The star of this film is the music, composed by Lorne Balfe. I really liked it, which was just as well, because it plays for about half the 98 minutes, while a superannuated Churchill, played by Brian Cox, moons about on beaches, deeply penitent for his catastrophic authorisation of the Gallipoli disaster in which a quarter of a million Allied troops lost their lives on the beaches of Turkey. It is the summer of 1944, and an apparently almost pacifist Churchill is timidly begging Eisenhower and Montgomery not to go ahead with the Normandy landings. He dreads the loss of life, you see.

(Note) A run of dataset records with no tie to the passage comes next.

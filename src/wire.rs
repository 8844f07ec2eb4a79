//! Wire-level constants: the log format version and the event tag set.
//!
//! Tag values are carried verbatim from spec section 3 / the grounding
//! source's `replay-internal.h`. Per DESIGN NOTES section 9, this port
//! commits to one explicit little-endian encoding with a fixed `u64`
//! length prefix rather than the original's host-native order and
//! `size_t` width, so the version is bumped relative to the source.

/// Version written in the log header. Readers reject any other value.
pub const REPLAY_VERSION: u32 = 1;

/// Event tags (one byte each), per spec section 3.
pub mod tag {
    pub const END_STARTUP: u8 = 0;
    pub const TIME_T: u8 = 1;
    pub const TM: u8 = 2;
    pub const SOUND_OUT: u8 = 7;
    pub const SOUND_IN: u8 = 8;
    pub const INTERRUPT: u8 = 15;
    pub const SHUTDOWN: u8 = 20;
    pub const SAVE_VM_BEGIN: u8 = 21;
    pub const SAVE_VM_END: u8 = 22;
    pub const EXCEPTION: u8 = 23;
    pub const ASYNC: u8 = 24;
    pub const ASYNC_OPT: u8 = 25;
    pub const INSTRUCTION: u8 = 32;
    pub const CLOCK: u8 = 64;
    pub const CHECKPOINT: u8 = 96;
    pub const END: u8 = 127;
}

/// Clock kinds, indexing `tag::CLOCK + k`.
#[derive(Debug, Clone, Copy, PartialEq, Eq, Hash)]
pub enum ClockKind {
    Rdtsc = 0,
    Host = 1,
    Virtual = 2,
}

impl ClockKind {
    pub const COUNT: usize = 3;

    pub const ALL: [ClockKind; 3] = [ClockKind::Rdtsc, ClockKind::Host, ClockKind::Virtual];

    /// Recover a `ClockKind` from its wire index, if in range.
    pub fn from_index(idx: u8) -> Option<Self> {
        match idx {
            0 => Some(ClockKind::Rdtsc),
            1 => Some(ClockKind::Host),
            2 => Some(ClockKind::Virtual),
            _ => None,
        }
    }

    pub fn index(self) -> u8 {
        self as u8
    }
}

/// Async event kinds (the payload tag following `ASYNC`/`ASYNC_OPT`).
#[derive(Debug, Clone, Copy, PartialEq, Eq, Hash)]
pub enum AsyncKind {
    Bh = 0,
    Thread = 1,
    Input = 2,
    InputSync = 3,
    Network = 4,
    Char = 5,
    UsbCtrl = 6,
    UsbData = 7,
    UsbIso = 8,
}

impl AsyncKind {
    pub fn from_byte(b: u8) -> Option<Self> {
        match b {
            0 => Some(AsyncKind::Bh),
            1 => Some(AsyncKind::Thread),
            2 => Some(AsyncKind::Input),
            3 => Some(AsyncKind::InputSync),
            4 => Some(AsyncKind::Network),
            5 => Some(AsyncKind::Char),
            6 => Some(AsyncKind::UsbCtrl),
            7 => Some(AsyncKind::UsbData),
            8 => Some(AsyncKind::UsbIso),
            _ => None,
        }
    }

    pub fn as_byte(self) -> u8 {
        self as u8
    }

    /// Kinds reconstructed purely from the log stream (spec 4.3): no
    /// correlation with a collaborator-issued in-memory event is needed.
    pub fn is_log_only(self) -> bool {
        matches!(
            self,
            AsyncKind::Input | AsyncKind::InputSync | AsyncKind::Network | AsyncKind::Char
        )
    }
}

/// Correlation id sentinel meaning "any event of that kind" (spec I3).
pub const ANY_ID: i64 = -1;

Not being a Churchill scholar, indeed being, I must admit, Churchill-allergic, I have no idea if this is true or false. It did not ring any more true to me than the depiction of a benevolent and politically astute Mountbatten in Viceroy’s House, woodenly rendered by Hugh Bonneville. After all, this Churchill is the man who, as well as being responsible for Gallipoli in his younger days, would gleefully offer the British people blood, toil, sweat and whatever. He would round off his war career by bombing the civilians of Dresden and then casually handing over eastern Europe to Stalin, the worst mass murderer in modern times. By 1944, the death toll, for which he was directly responsible, must have been in the tens of millions; 1944 seems a bit late to be turning him into an agonised Hamlet. In one scene, Churchill, whose agnosticism is well documented, kneels down and prays.
This film concentrates on Churchill the self-doubter, Churchill the sufferer from black dog, and Churchill the foully bad-tempered bawler-out of secretaries. Here, no doubt, we’re on surer ground, for it is a matter of record that, especially when drunk, this is what he was like.